In the second case, the query statement carries data operation information in addition to the first information and the second information. The data operation information refers to related information of part or all of data operations required to be used when querying a query target. It should be noted that the content of the data operation information is not limited in the embodiments of the present application, and in one possible implementation, the data operation information includes a data operation and/or a constraint condition of the data operation. For example, the data operation information may be "query person.

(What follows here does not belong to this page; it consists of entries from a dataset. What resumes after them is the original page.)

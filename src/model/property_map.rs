//! Property maps: the key-value attribute store on cells.

use std::collections::HashMap;
use super::Value;

/// A map of attribute names to values.
pub type PropertyMap = HashMap<String, Value>;

/// Build a PropertyMap from a JSON object. Anything else yields an empty map.
pub fn from_json(json: serde_json::Value) -> PropertyMap {
    match Value::from(json) {
        Value::Map(map) => map,
        _ => PropertyMap::new(),
    }
}

/// Render a PropertyMap as a JSON object.
pub fn to_json(props: &PropertyMap) -> serde_json::Value {
    let mut map = serde_json::Map::new();
    for (k, v) in props {
        map.insert(k.clone(), serde_json::Value::from(v));
    }
    serde_json::Value::Object(map)
}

Where "query" is a data operation and "person.

In a third case, the query statement carries fifth information in addition to the above-mentioned part or all of the information. And the fifth information is attribute description information of the query target in the target data set. For example, when the target dataset is a graph and the query targets an entity in the graph, then the fifth information is entity description information.

Based on the above, in the embodiment of the application, when a user (especially a technician) needs to determine a query target from a data pool, the user may input a query statement carrying information required for querying the query target, so that the query target can be determined by performing data query processing from the data pool based on the query statement in the following step.

S2: and analyzing the query statement to obtain first information and second information.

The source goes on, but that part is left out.